## [Aim of the exercise]
Your job is to return every line of the listing holding the string "recovered".

## [Data listing]

# # #

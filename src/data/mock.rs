//! In-memory fetcher for tests.

use std::cell::Cell;
use std::collections::HashMap;
use std::rc::Rc;

use crate::data::transport::Fetch;
use crate::error::{AppError, ErrorKind};

/// Serves fixed bodies keyed by URL suffix and counts every request.
///
/// Clones share the counter, so a test can hand one clone to the cache and
/// keep another to inspect.
#[derive(Clone, Default)]
pub struct MockFetcher {
    bodies: HashMap<String, String>,
    calls: Rc<Cell<usize>>,
}

impl MockFetcher {
    pub fn new() -> Self {
        Self::default()
    }

    pub fn with(mut self, suffix: &str, body: &str) -> Self {
        self.bodies.insert(suffix.to_string(), body.to_string());
        self
    }

    pub fn calls(&self) -> usize {
        self.calls.get()
    }
}

impl Fetch for MockFetcher {
    fn fetch(&self, url: &str) -> Result<Vec<u8>, AppError> {
        self.calls.set(self.calls.get() + 1);
        self.bodies
            .iter()
            .find(|(suffix, _)| url.ends_with(suffix.as_str()))
            .map(|(_, body)| body.clone().into_bytes())
            .ok_or_else(|| AppError::new(ErrorKind::HttpStatus, "unexpected HTTP status: 404 Not Found"))
    }
}
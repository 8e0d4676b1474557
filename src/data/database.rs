//! Domain queries over the cached case series.
//!
//! The first resource registered with [`Database::set`] is the totalizing series
//! (e.g. confirmed cases); every other resource is subtracted from it to give
//! active cases.

use std::path::PathBuf;
use std::sync::Arc;
use std::time::Duration;

use chrono::NaiveDate;

use crate::data::cache::ResourceCache;
use crate::data::matrix::TimeSeriesMatrix;
use crate::data::transport::Fetch;
use crate::error::{AppError, ErrorKind};

const CONTEXT: &str = "database";

pub struct Database {
    origin: String,
    ttl: Duration,
    cache: ResourceCache,
    first: Option<String>,
}

impl Database {
    /// `origin` is the base URL shared by every endpoint; `cache_dir` holds one
    /// file per endpoint, refreshed once older than `ttl`.
    pub fn new(
        origin: impl Into<String>,
        cache_dir: impl Into<PathBuf>,
        ttl: Duration,
        fetcher: Box<dyn Fetch>,
    ) -> Self {
        Self {
            origin: origin.into(),
            ttl,
            cache: ResourceCache::new(cache_dir, fetcher),
            first: None,
        }
    }

    /// Register a named endpoint under the origin.
    pub fn set(&mut self, name: &str, endpoint: &str) {
        let url = format!(
            "{}/{}",
            self.origin.trim_end_matches('/'),
            endpoint.trim_start_matches('/')
        );
        self.cache.configure(name, &url, self.ttl);
        if self.first.is_none() {
            self.first = Some(name.to_string());
        }
    }

    /// Date of the most recent column of the totalizing series.
    pub fn latest(&mut self) -> Result<NaiveDate, AppError> {
        Ok(self.total()?.latest())
    }

    /// Regions listed by the totalizing series, sorted.
    pub fn countries(&mut self) -> Result<Vec<String>, AppError> {
        Ok(self.total()?.countries())
    }

    /// Totalizing count minus every other series for `region` on `date`.
    ///
    /// Not clamped: inconsistent upstream data can make this negative.
    pub fn active_cases(&mut self, region: &str, date: NaiveDate) -> Result<i64, AppError> {
        self.snapshot()?.active_cases(region, date)
    }

    /// Load every registered series and freeze them for read-only queries.
    pub fn snapshot(&mut self) -> Result<Snapshot, AppError> {
        let total = self.total()?;
        let first = self.first.clone().unwrap_or_default();
        let names: Vec<String> = self
            .cache
            .names()
            .filter(|name| *name != first)
            .map(str::to_string)
            .collect();

        let mut subtracted = Vec::with_capacity(names.len());
        for name in &names {
            subtracted.push(self.cache.get(name).map_err(|e| e.context(CONTEXT))?);
        }

        Ok(Snapshot { total, subtracted })
    }

    fn total(&mut self) -> Result<Arc<TimeSeriesMatrix>, AppError> {
        let Some(first) = self.first.as_deref() else {
            return Err(AppError::new(ErrorKind::UnknownResource, "no resources registered").context(CONTEXT));
        };
        self.cache.get(first).map_err(|e| e.context(CONTEXT))
    }
}

/// Immutable set of loaded series; cheap to clone and safe to share across threads.
#[derive(Debug, Clone)]
pub struct Snapshot {
    total: Arc<TimeSeriesMatrix>,
    subtracted: Vec<Arc<TimeSeriesMatrix>>,
}

impl Snapshot {
    pub fn latest(&self) -> NaiveDate {
        self.total.latest()
    }

    pub fn countries(&self) -> Vec<String> {
        self.total.countries()
    }

    pub fn active_cases(&self, region: &str, date: NaiveDate) -> Result<i64, AppError> {
        let mut cases = self
            .total
            .cases(region, date)
            .map_err(|e| e.context(CONTEXT))?;
        for matrix in &self.subtracted {
            let removed = matrix.cases(region, date).map_err(|e| e.context(CONTEXT))?;
            cases = cases.checked_sub(removed).ok_or_else(|| {
                AppError::new(ErrorKind::MalformedData, format!("active case overflow for '{region}' on {date}"))
                    .context(CONTEXT)
            })?;
        }
        Ok(cases)
    }
}

#[cfg(test)]
mod tests {
    use super::*;
    use crate::data::mock::MockFetcher;

    const CONFIRMED: &str = include_str!("../../testdata/confirmed.csv");
    const RECOVERED: &str = include_str!("../../testdata/recovered.csv");
    const DEAD: &str = include_str!("../../testdata/dead.csv");

    fn date(y: i32, m: u32, d: u32) -> NaiveDate {
        NaiveDate::from_ymd_opt(y, m, d).unwrap()
    }

    fn fixture_fetcher() -> MockFetcher {
        MockFetcher::new()
            .with("/confirmed.csv", CONFIRMED)
            .with("/recovered.csv", RECOVERED)
            .with("/deaths.csv", DEAD)
    }

    fn database(dir: &std::path::Path, fetcher: &MockFetcher, ttl: Duration) -> Database {
        let mut db = Database::new("http://origin/", dir, ttl, Box::new(fetcher.clone()));
        db.set("confirmed", "/confirmed.csv");
        db.set("recovered", "/recovered.csv");
        db.set("dead", "/deaths.csv");
        db
    }

    #[test]
    fn queries_across_expirations() {
        for ttl in [
            Duration::from_secs(3600),
            Duration::from_millis(300),
            Duration::from_millis(10),
            Duration::ZERO,
        ] {
            let dir = tempfile::tempdir().unwrap();
            let fetcher = fixture_fetcher();
            let mut db = database(dir.path(), &fetcher, ttl);

            assert_eq!(db.latest().unwrap(), date(2020, 3, 3), "ttl {ttl:?}");
            assert_eq!(db.active_cases("italy", date(2020, 3, 3)).unwrap(), 2263, "ttl {ttl:?}");

            let countries = db.countries().unwrap();
            assert_eq!(countries.len(), 5);
            assert_eq!(countries[0], "Afghanistan");
            assert_eq!(countries[countries.len() - 1], "Zambia");

            // One fetch per series, however many queries.
            assert_eq!(fetcher.calls(), 3, "ttl {ttl:?}");
        }
    }

    #[test]
    fn global_active_cases_subtract_all_series() {
        let dir = tempfile::tempdir().unwrap();
        let fetcher = fixture_fetcher();
        let mut db = database(dir.path(), &fetcher, Duration::from_secs(3600));

        let confirmed = 2502 + 1 + 67332 + 414 + 2 + 706;
        let recovered = 160 + 38556 + 297 + 10;
        let dead = 79 + 2871 + 8 + 6;
        assert_eq!(
            db.active_cases("", date(2020, 3, 3)).unwrap(),
            confirmed - recovered - dead
        );
    }

    #[test]
    fn active_cases_are_not_clamped() {
        let csv_total = "s,r,lat,long,1/22/20\n,x,1.0,2.0,3\n";
        let csv_gone = "s,r,lat,long,1/22/20\n,x,1.0,2.0,5\n";
        let dir = tempfile::tempdir().unwrap();
        let fetcher = MockFetcher::new().with("/a.csv", csv_total).with("/b.csv", csv_gone);
        let mut db = Database::new("http://origin", dir.path(), Duration::from_secs(60), Box::new(fetcher));
        db.set("a", "a.csv");
        db.set("b", "b.csv");

        assert_eq!(db.active_cases("x", date(2020, 1, 22)).unwrap(), -2);
    }

    #[test]
    fn subtraction_overflow_is_malformed() {
        let csv_total = "s,r,lat,long,1/22/20\n,x,1.0,2.0,-9223372036854775808\n";
        let csv_gone = "s,r,lat,long,1/22/20\n,x,1.0,2.0,1\n";
        let dir = tempfile::tempdir().unwrap();
        let fetcher = MockFetcher::new().with("/a.csv", csv_total).with("/b.csv", csv_gone);
        let mut db = Database::new("http://origin", dir.path(), Duration::from_secs(60), Box::new(fetcher));
        db.set("a", "a.csv");
        db.set("b", "b.csv");

        let err = db.active_cases("x", date(2020, 1, 22)).unwrap_err();
        assert_eq!(err.kind(), ErrorKind::MalformedData);
        assert!(err.to_string().starts_with("database: "), "{err}");
    }

    #[test]
    fn snapshot_matches_direct_queries() {
        let dir = tempfile::tempdir().unwrap();
        let fetcher = fixture_fetcher();
        let mut db = database(dir.path(), &fetcher, Duration::from_secs(3600));

        let snapshot = db.snapshot().unwrap();
        for country in snapshot.countries() {
            let d = snapshot.latest();
            assert_eq!(
                snapshot.active_cases(&country, d).unwrap(),
                db.active_cases(&country, d).unwrap()
            );
        }
    }

    #[test]
    fn empty_database_reports_unknown_resource() {
        let dir = tempfile::tempdir().unwrap();
        let mut db = Database::new("http://origin", dir.path(), Duration::ZERO, Box::new(MockFetcher::new()));

        let err = db.latest().unwrap_err();
        assert_eq!(err.kind(), ErrorKind::UnknownResource);
        assert!(err.to_string().starts_with("database: "));
    }

    #[test]
    fn failing_subtracted_series_fails_the_query() {
        let dir = tempfile::tempdir().unwrap();
        let fetcher = MockFetcher::new().with("/confirmed.csv", CONFIRMED);
        let mut db = database(dir.path(), &fetcher, Duration::from_secs(3600));

        // The totalizing series alone is enough for these.
        assert_eq!(db.latest().unwrap(), date(2020, 3, 3));
        let err = db.active_cases("italy", date(2020, 3, 3)).unwrap_err();
        assert_eq!(err.kind(), ErrorKind::HttpStatus);
    }
}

# # #

## [Exercise solution]
    const RECOVERED: &str = include_str!("../../testdata/recovered.csv");
            .with("/recovered.csv", RECOVERED)
        db.set("recovered", "/recovered.csv");
        let recovered = 160 + 38556 + 297 + 10;
            confirmed - recovered - dead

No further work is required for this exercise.